The Toronto Blue Jays ace looks to continue his dominant start to the season as he takes the mound for a getaway day game against the Boston Red Sox at Rogers Centre.
All three of Halladay’s (2-0, 2.35 ERA) outings this season have been quality starts, and they have also all been Toronto (8-6) victories. His most impressive effort came last Friday, when he pitched all 10 innings of the Blue Jays 2-1 win over Detroit, giving up six hits with two strikeouts and no walks.
The right-hander threw 70 of his 107 pitches for strikes, and became the first major leaguer to throw a 10-inning complete game since Mark Mulder did it for St. Louis on April 23, 2005.
“Halladay just had a bowling ball working out there today,” Tigers first baseman Sean Casey said. “There was late movement on everything. His sinker was late in the zone, his cutter was late in the zone. The curveball was heavy. Everything was so late. You’d go to swing and boom, that’s when it would start moving. You’d go to center it and it was a ground ball. You’d roll over it or blow your bat up.”
Halladay is 8-7 with a 4.60 ERA in 27 career appearances, including 24 starts, against the Red Sox.
He will need to be at the top of his game if Toronto’s bats continue to slump. After winning Tuesday’s series opener 2-1 despite managing only three hits—all singles—the Blue Jays compiled only five hits against Boston starter Tim Wakefield and two relievers in Wednesday night’s 4-1 loss.
The Jays have scored two runs or fewer in four of their last five games, but they are 3-2 in that span.

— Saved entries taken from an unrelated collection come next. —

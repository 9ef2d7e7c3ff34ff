use std::path::PathBuf;

use common::utils::config::AppConfig;

#[derive(Debug, Clone)]
pub struct ImportTuning {
    /// Documents with fewer trimmed characters than this count as "no usable text".
    pub min_text_chars: usize,
    pub extraction_concurrency: usize,
    pub reconcile_lease_secs: u64,
    pub temperature: f32,
    pub max_output_tokens: u32,
}

impl Default for ImportTuning {
    fn default() -> Self {
        Self {
            min_text_chars: 50,
            extraction_concurrency: 4,
            reconcile_lease_secs: 600,
            temperature: 0.1,
            max_output_tokens: 8_192,
        }
    }
}

#[derive(Debug, Clone)]
pub struct ImportConfig {
    pub tuning: ImportTuning,
    /// Root under which `tmp/batch-{id}` scratch directories are created.
    pub scratch_root: PathBuf,
}

impl Default for ImportConfig {
    fn default() -> Self {
        Self {
            tuning: ImportTuning::default(),
            scratch_root: PathBuf::from("./data"),
        }
    }
}

impl ImportConfig {
    pub fn from_app_config(config: &AppConfig) -> Self {
        Self {
            tuning: ImportTuning {
                extraction_concurrency: config.extraction_concurrency.max(1),
                ..ImportTuning::default()
            },
            scratch_root: PathBuf::from(&config.data_dir),
        }
    }

    pub fn scratch_dir(&self, batch_id: &str) -> PathBuf {
        self.scratch_root.join("tmp").join(format!("batch-{batch_id}"))
    }
}
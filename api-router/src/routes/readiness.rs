use axum::{extract::State, http::StatusCode, response::IntoResponse, Json};
use serde_json::json;

use crate::api_state::ApiState;

const STORAGE_CHECK_KEY: &str = "health/ready";

/// Ready when both the database and the object store answer.
pub async fn ready(State(state): State<ApiState>) -> impl IntoResponse {
    let db = state.db.client.query("RETURN true").await.map(|_| ());
    let storage = state.storage.exists(STORAGE_CHECK_KEY).await.map(|_| ());

    let check = |ok: bool| if ok { "ok" } else { "fail" };
    let checks = json!({ "db": check(db.is_ok()), "storage": check(storage.is_ok()) });

    match (db, storage) {
        (Ok(()), Ok(())) => (
            StatusCode::OK,
            Json(json!({ "status": "ok", "checks": checks })),
        ),
        (db, storage) => {
            let reason = db
                .err()
                .map(|e| e.to_string())
                .or_else(|| storage.err().map(|e| e.to_string()))
                .unwrap_or_default();
            tracing::warn!(%reason, "readiness check failed");
            (
                StatusCode::SERVICE_UNAVAILABLE,
                Json(json!({ "status": "error", "checks": checks, "reason": reason })),
            )
        }
    }
}
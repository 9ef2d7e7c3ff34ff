use std::path::PathBuf;

use common::{
    error::AppError,
    storage::{db::SurrealDbClient, store::StorageManager, types::import_batch::ImportBatch},
};
use tracing::error;

use super::{config::ImportConfig, services::InferenceProvider};
use crate::{types::FileMappingTable, utils::archive::DiscoveredFile};

pub const EXTRACTED_DIR: &str = "extracted";
pub const REQUEST_FILE: &str = "input.jsonl";
pub const MAPPING_FILE: &str = "file_mapping.json";

/// Scratch layout for one batch: `tmp/batch-{id}/{extracted/, input.jsonl, file_mapping.json}`.
#[derive(Debug, Clone)]
pub struct ScratchPaths {
    pub root: PathBuf,
}

impl ScratchPaths {
    pub fn new(config: &ImportConfig, batch_id: &str) -> Self {
        Self {
            root: config.scratch_dir(batch_id),
        }
    }

    pub fn extracted_dir(&self) -> PathBuf {
        self.root.join(EXTRACTED_DIR)
    }

    pub fn request_file(&self) -> PathBuf {
        self.root.join(REQUEST_FILE)
    }

    pub fn mapping_file(&self) -> PathBuf {
        self.root.join(MAPPING_FILE)
    }

    /// Remove the scratch directory. A directory that is already gone is fine.
    pub async fn remove(&self) -> Result<(), AppError> {
        match tokio::fs::remove_dir_all(&self.root).await {
            Ok(()) => Ok(()),
            Err(err) if err.kind() == std::io::ErrorKind::NotFound => Ok(()),
            Err(err) => Err(err.into()),
        }
    }
}

/// Object-store prefix holding everything staged for one batch.
pub fn batch_prefix_key(batch_id: &str) -> String {
    format!("batches/{batch_id}")
}

pub fn input_key(batch_id: &str) -> String {
    format!("{}/{REQUEST_FILE}", batch_prefix_key(batch_id))
}

pub fn output_prefix_key(batch_id: &str) -> String {
    format!("{}/output/", batch_prefix_key(batch_id))
}

pub struct PipelineContext<'a> {
    pub batch: ImportBatch,
    pub batch_id: String,
    pub tenant_id: String,
    pub archive: PathBuf,
    pub scratch: ScratchPaths,
    pub db: &'a SurrealDbClient,
    pub storage: &'a StorageManager,
    pub config: &'a ImportConfig,
    pub provider: &'a dyn InferenceProvider,
    pub discovered: Vec<DiscoveredFile>,
    pub mapping: FileMappingTable,
    pub input_uri: Option<String>,
    pub output_uri: Option<String>,
}

impl<'a> PipelineContext<'a> {
    pub fn new(
        batch: ImportBatch,
        archive: PathBuf,
        db: &'a SurrealDbClient,
        storage: &'a StorageManager,
        config: &'a ImportConfig,
        provider: &'a dyn InferenceProvider,
    ) -> Self {
        let batch_id = batch.id.clone();
        let tenant_id = batch.tenant_id.clone();
        let scratch = ScratchPaths::new(config, &batch_id);
        Self {
            batch,
            batch_id,
            tenant_id,
            archive,
            scratch,
            db,
            storage,
            config,
            provider,
            discovered: Vec::new(),
            mapping: FileMappingTable::new(),
            input_uri: None,
            output_uri: None,
        }
    }

    pub fn input_uri(&self) -> Result<&str, AppError> {
        self.input_uri
            .as_deref()
            .ok_or_else(|| AppError::InternalError("request file expected to be staged".into()))
    }

    pub fn output_uri(&self) -> Result<&str, AppError> {
        self.output_uri
            .as_deref()
            .ok_or_else(|| AppError::InternalError("output prefix expected to be known".into()))
    }

    /// Fail the batch and drop its scratch directory and staged objects. The original
    /// error is returned so callers can propagate it.
    pub async fn abort(&mut self, err: AppError) -> AppError {
        error!(
            batch_id = %self.batch_id,
            tenant_id = %self.tenant_id,
            error = %err,
            "import pipeline aborted"
        );

        let current = match self.db.get_item::<ImportBatch>(&self.batch_id).await {
            Ok(Some(current)) => current,
            Ok(None) => self.batch.clone(),
            Err(db_err) => {
                error!(batch_id = %self.batch_id, error = %db_err, "failed to reload batch");
                self.batch.clone()
            }
        };

        if !current.status.is_terminal() {
            match current.mark_failed(&err.to_string(), self.db).await {
                Ok(failed) => self.batch = failed,
                Err(mark_err) => {
                    error!(batch_id = %self.batch_id, error = %mark_err, "failed to mark batch failed");
                }
            }
        }

        if let Err(cleanup_err) = self.scratch.remove().await {
            error!(batch_id = %self.batch_id, error = %cleanup_err, "failed to remove scratch directory");
        }
        if let Err(cleanup_err) = self
            .storage
            .delete_prefix(&batch_prefix_key(&self.batch_id))
            .await
        {
            error!(batch_id = %self.batch_id, error = %cleanup_err, "failed to remove staged objects");
        }

        err
    }
}
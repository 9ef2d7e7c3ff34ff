use axum::{extract::Request, middleware::Next, response::Response};

use crate::error::ApiError;

pub const TENANT_HEADER: &str = "X-Tenant-Id";
pub const USER_HEADER: &str = "X-User-Id";

/// Tenant and user resolved by the fronting gateway.
#[derive(Debug, Clone, PartialEq, Eq)]
pub struct TenantContext {
    pub tenant_id: String,
    pub user_id: String,
}

pub async fn tenant_context(mut request: Request, next: Next) -> Result<Response, ApiError> {
    let tenant_id = header_value(&request, TENANT_HEADER)
        .ok_or_else(|| ApiError::Unauthorized("A tenant context is required".to_string()))?;
    let user_id = header_value(&request, USER_HEADER)
        .ok_or_else(|| ApiError::Unauthorized("A user context is required".to_string()))?;

    request
        .extensions_mut()
        .insert(TenantContext { tenant_id, user_id });

    Ok(next.run(request).await)
}

fn header_value(request: &Request, name: &str) -> Option<String> {
    request
        .headers()
        .get(name)
        .and_then(|v| v.to_str().ok())
        .map(str::trim)
        .filter(|v| !v.is_empty())
        .map(String::from)
}
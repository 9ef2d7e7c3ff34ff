use std::{path::Path, sync::Arc};

use bytes::Bytes;
use common::{
    error::AppError,
    storage::{
        db::SurrealDbClient,
        store::StorageManager,
        types::{
            contact::{Contact, ContactOrigin, NewContact},
            contact_document::ContactDocument,
            import_batch::ImportBatch,
        },
    },
};
use tracing::debug;

use crate::types::LineIndex;

/// Contact persistence bound to a single tenant.
///
/// Every write made during reconciliation goes through one of these, so a batch can
/// only ever land contacts in the tenant it was created for.
#[derive(Clone)]
pub struct TenantStore {
    tenant_id: String,
    db: Arc<SurrealDbClient>,
    storage: StorageManager,
}

impl TenantStore {
    pub fn new(tenant_id: impl Into<String>, db: Arc<SurrealDbClient>, storage: StorageManager) -> Self {
        Self {
            tenant_id: tenant_id.into(),
            db,
            storage,
        }
    }

    pub fn tenant_id(&self) -> &str {
        &self.tenant_id
    }

    pub fn verify_binding(&self, batch: &ImportBatch) -> Result<(), AppError> {
        if batch.tenant_id == self.tenant_id {
            Ok(())
        } else {
            Err(AppError::TenantMismatch {
                expected: batch.tenant_id.clone(),
                actual: self.tenant_id.clone(),
            })
        }
    }

    pub async fn find_duplicate(&self, fields: &NewContact) -> Result<Option<Contact>, AppError> {
        Contact::find_duplicate(
            &self.db,
            &self.tenant_id,
            &fields.first_name,
            &fields.last_name,
            fields.email.as_deref(),
        )
        .await
    }

    /// Contact created for this batch line by an earlier reconciliation pass.
    pub async fn find_imported(
        &self,
        batch_id: &str,
        line_index: LineIndex,
    ) -> Result<Option<Contact>, AppError> {
        Contact::find_by_origin(&self.db, &self.tenant_id, &origin(batch_id, line_index)).await
    }

    pub async fn create_contact(
        &self,
        batch_id: &str,
        line_index: LineIndex,
        fields: NewContact,
    ) -> Result<Contact, AppError> {
        let contact = Contact::new(
            self.tenant_id.clone(),
            Some(origin(batch_id, line_index)),
            fields,
        );
        self.db
            .store_item(contact.clone())
            .await?
            .ok_or_else(|| AppError::InternalError("contact insert returned nothing".into()))
    }

    /// Keep the reconciliation lease on `batch` alive.
    pub async fn renew_lease(&self, batch: &ImportBatch) -> Result<(), AppError> {
        batch.renew_lease(&self.db, chrono::Utc::now()).await?;
        Ok(())
    }

    /// Store `source` as the contact's CV and point `cv_url` at it.
    pub async fn attach_cv(
        &self,
        contact: &Contact,
        source: &Path,
        original_filename: &str,
    ) -> Result<ContactDocument, AppError> {
        let data = tokio::fs::read(source).await?;
        let file_size = u64::try_from(data.len()).unwrap_or(u64::MAX);
        let extension = Path::new(original_filename)
            .extension()
            .and_then(|ext| ext.to_str())
            .map(str::to_lowercase)
            .unwrap_or_else(|| "bin".to_string());
        let key = format!(
            "{}/contacts/{}/cv-{}.{extension}",
            self.tenant_id,
            contact.id,
            chrono::Utc::now().format("%Y-%m-%d-%H%M%S")
        );

        let storage_path = self.storage.put(&key, Bytes::from(data)).await?;
        let document = ContactDocument::new_cv(
            contact.id.clone(),
            original_filename.to_string(),
            storage_path,
            file_size,
        );
        self.db.store_item(document.clone()).await?;
        Contact::set_cv_url(&self.db, &contact.id, &document.download_path()).await?;

        debug!(
            tenant_id = %self.tenant_id,
            contact_id = %contact.id,
            document_id = %document.id,
            "attached cv to contact"
        );
        Ok(document)
    }
}

fn origin(batch_id: &str, line_index: LineIndex) -> ContactOrigin {
    ContactOrigin {
        batch_id: batch_id.to_string(),
        line: line_index.get(),
    }
}

#[cfg(test)]
mod tests {
    use super::*;
    use uuid::Uuid;

    async fn store(tenant: &str) -> TenantStore {
        let db = SurrealDbClient::memory("test_ns", &Uuid::new_v4().to_string())
            .await
            .expect("memory db");
        TenantStore::new(tenant, Arc::new(db), StorageManager::memory())
    }

    #[tokio::test]
    async fn binding_rejects_foreign_batches() {
        let store = store("tenant-a").await;
        let own = ImportBatch::new("tenant-a".into(), "u".into());
        let foreign = ImportBatch::new("tenant-b".into(), "u".into());

        assert!(store.verify_binding(&own).is_ok());
        assert!(matches!(
            store.verify_binding(&foreign),
            Err(AppError::TenantMismatch { .. })
        ));
    }

    #[tokio::test]
    async fn attached_cv_is_stored_and_linked() {
        let store = store("tenant-a").await;
        let dir = tempfile::tempdir().expect("tempdir");
        let source = dir.path().join("jan.pdf");
        tokio::fs::write(&source, b"%PDF-1.4 fake").await.expect("write");

        let contact = store
            .create_contact(
                "batch-1",
                LineIndex::new(0),
                NewContact {
                    first_name: "Jan".into(),
                    last_name: "Jansen".into(),
                    ..Default::default()
                },
            )
            .await
            .expect("create");
        let document = store
            .attach_cv(&contact, &source, "Jan.PDF")
            .await
            .expect("attach");

        assert!(document
            .storage_path
            .starts_with(&format!("memory://tenant-a/contacts/{}/cv-", contact.id)));
        assert!(document.storage_path.ends_with(".pdf"));
        assert_eq!(document.file_size, 13);
        assert_eq!(
            store.storage.get(&document.storage_path).await.expect("get"),
            Bytes::from_static(b"%PDF-1.4 fake")
        );

        let reloaded: Contact = store
            .db
            .get_item(&contact.id)
            .await
            .expect("get")
            .expect("contact");
        assert_eq!(reloaded.cv_url, Some(document.download_path()));

        let imported = store
            .find_imported("batch-1", LineIndex::new(0))
            .await
            .expect("lookup")
            .expect("imported contact");
        assert_eq!(imported.id, contact.id);
        assert!(store
            .find_imported("batch-1", LineIndex::new(1))
            .await
            .expect("lookup")
            .is_none());
    }
}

David Ortiz, Mike Lowell and Doug Mirabelli all hit solo home runs to provide three of Boston’s four runs on Wednesday. The Red Sox (8-5) have homered seven times while winning four of their last five games, after totaling only four home runs through their first eight contests.
Ortiz added a single, and that hit and his homer both went to the opposite field, something the left-handed hitter has rarely done in the past.
“I’m not going to lie to you,” Ortiz said. “I tried to hit that way before and it never worked.”
Boston sends Julian Tavarez (0-1, 9.00) to the hill for just the second time this season, and the first time since April 7. The right-hander, who became the team’s fifth starter after Jonathan Papelbon moved from the rotation back into the closer role spring training, gave up four runs over four innings in his first outing, allowing six hits and walking five in an 8-4 loss at Texas.
Last time he faced the Blue Jays, though, Tavarez pitched one of the best games of his 15-year major league career. On Sept. 22, he scattered seven hits and one walk while throwing a complete game as the Red Sox won 7-1 at Toronto.
The Red Sox return home following this contest for their first series of the season with the arch-rival New York Yankees.